• _What to produce_
Your answer must consist of one number: how many lines in the records contain "ConfigSources".

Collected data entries
_ _ _ _ _ _ _

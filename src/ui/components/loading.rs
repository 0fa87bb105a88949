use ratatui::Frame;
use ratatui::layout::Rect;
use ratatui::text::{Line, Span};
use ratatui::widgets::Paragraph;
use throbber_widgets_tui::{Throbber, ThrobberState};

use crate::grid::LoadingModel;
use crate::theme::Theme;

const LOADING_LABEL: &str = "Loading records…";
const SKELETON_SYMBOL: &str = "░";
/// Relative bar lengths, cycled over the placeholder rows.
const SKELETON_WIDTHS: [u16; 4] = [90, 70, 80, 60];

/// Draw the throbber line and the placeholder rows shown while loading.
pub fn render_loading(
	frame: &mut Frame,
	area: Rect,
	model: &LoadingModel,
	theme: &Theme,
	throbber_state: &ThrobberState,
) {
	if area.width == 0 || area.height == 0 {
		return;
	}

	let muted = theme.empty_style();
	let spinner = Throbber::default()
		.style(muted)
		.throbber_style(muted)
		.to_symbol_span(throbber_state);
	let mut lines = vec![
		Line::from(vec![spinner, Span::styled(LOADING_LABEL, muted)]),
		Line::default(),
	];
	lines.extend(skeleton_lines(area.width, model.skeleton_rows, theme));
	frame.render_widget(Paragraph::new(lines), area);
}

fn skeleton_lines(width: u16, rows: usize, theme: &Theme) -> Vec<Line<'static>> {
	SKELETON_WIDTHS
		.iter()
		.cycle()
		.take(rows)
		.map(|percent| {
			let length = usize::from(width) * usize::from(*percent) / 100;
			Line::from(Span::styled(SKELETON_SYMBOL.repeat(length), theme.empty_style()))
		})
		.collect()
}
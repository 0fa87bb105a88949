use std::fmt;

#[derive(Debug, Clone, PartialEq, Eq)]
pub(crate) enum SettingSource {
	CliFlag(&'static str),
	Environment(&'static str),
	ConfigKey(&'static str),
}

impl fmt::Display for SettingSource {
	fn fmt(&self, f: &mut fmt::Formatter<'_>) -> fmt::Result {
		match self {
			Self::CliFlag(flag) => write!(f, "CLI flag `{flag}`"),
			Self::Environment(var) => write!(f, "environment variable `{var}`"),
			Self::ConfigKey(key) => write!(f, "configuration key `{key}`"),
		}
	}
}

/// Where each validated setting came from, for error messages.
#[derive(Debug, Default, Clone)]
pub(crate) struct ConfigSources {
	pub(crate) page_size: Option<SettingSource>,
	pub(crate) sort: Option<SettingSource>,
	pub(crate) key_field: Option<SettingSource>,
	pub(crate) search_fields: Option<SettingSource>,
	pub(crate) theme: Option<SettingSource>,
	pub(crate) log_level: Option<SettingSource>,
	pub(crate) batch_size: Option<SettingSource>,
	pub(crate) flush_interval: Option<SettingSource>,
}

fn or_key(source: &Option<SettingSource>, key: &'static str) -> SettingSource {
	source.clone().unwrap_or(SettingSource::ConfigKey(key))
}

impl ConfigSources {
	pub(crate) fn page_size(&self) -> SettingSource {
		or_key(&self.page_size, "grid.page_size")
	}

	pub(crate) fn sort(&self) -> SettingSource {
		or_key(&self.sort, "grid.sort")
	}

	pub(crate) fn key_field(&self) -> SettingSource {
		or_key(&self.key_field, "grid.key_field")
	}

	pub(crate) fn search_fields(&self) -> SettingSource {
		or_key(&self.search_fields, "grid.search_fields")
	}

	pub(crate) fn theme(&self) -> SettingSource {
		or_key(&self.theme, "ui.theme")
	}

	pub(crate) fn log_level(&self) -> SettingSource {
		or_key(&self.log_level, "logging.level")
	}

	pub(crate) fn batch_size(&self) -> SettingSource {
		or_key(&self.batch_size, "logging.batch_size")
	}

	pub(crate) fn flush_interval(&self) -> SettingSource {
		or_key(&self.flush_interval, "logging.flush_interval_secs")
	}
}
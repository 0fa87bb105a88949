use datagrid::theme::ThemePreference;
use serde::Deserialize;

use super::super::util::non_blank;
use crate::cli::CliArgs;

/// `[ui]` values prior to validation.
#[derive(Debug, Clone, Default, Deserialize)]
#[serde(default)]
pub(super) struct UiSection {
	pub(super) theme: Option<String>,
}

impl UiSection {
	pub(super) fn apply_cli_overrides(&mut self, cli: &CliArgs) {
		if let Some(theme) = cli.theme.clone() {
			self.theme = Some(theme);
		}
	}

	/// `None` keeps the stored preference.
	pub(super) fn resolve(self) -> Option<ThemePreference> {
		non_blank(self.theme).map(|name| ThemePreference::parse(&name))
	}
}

_ _ _ _ _ _ _

• _Written answer_
2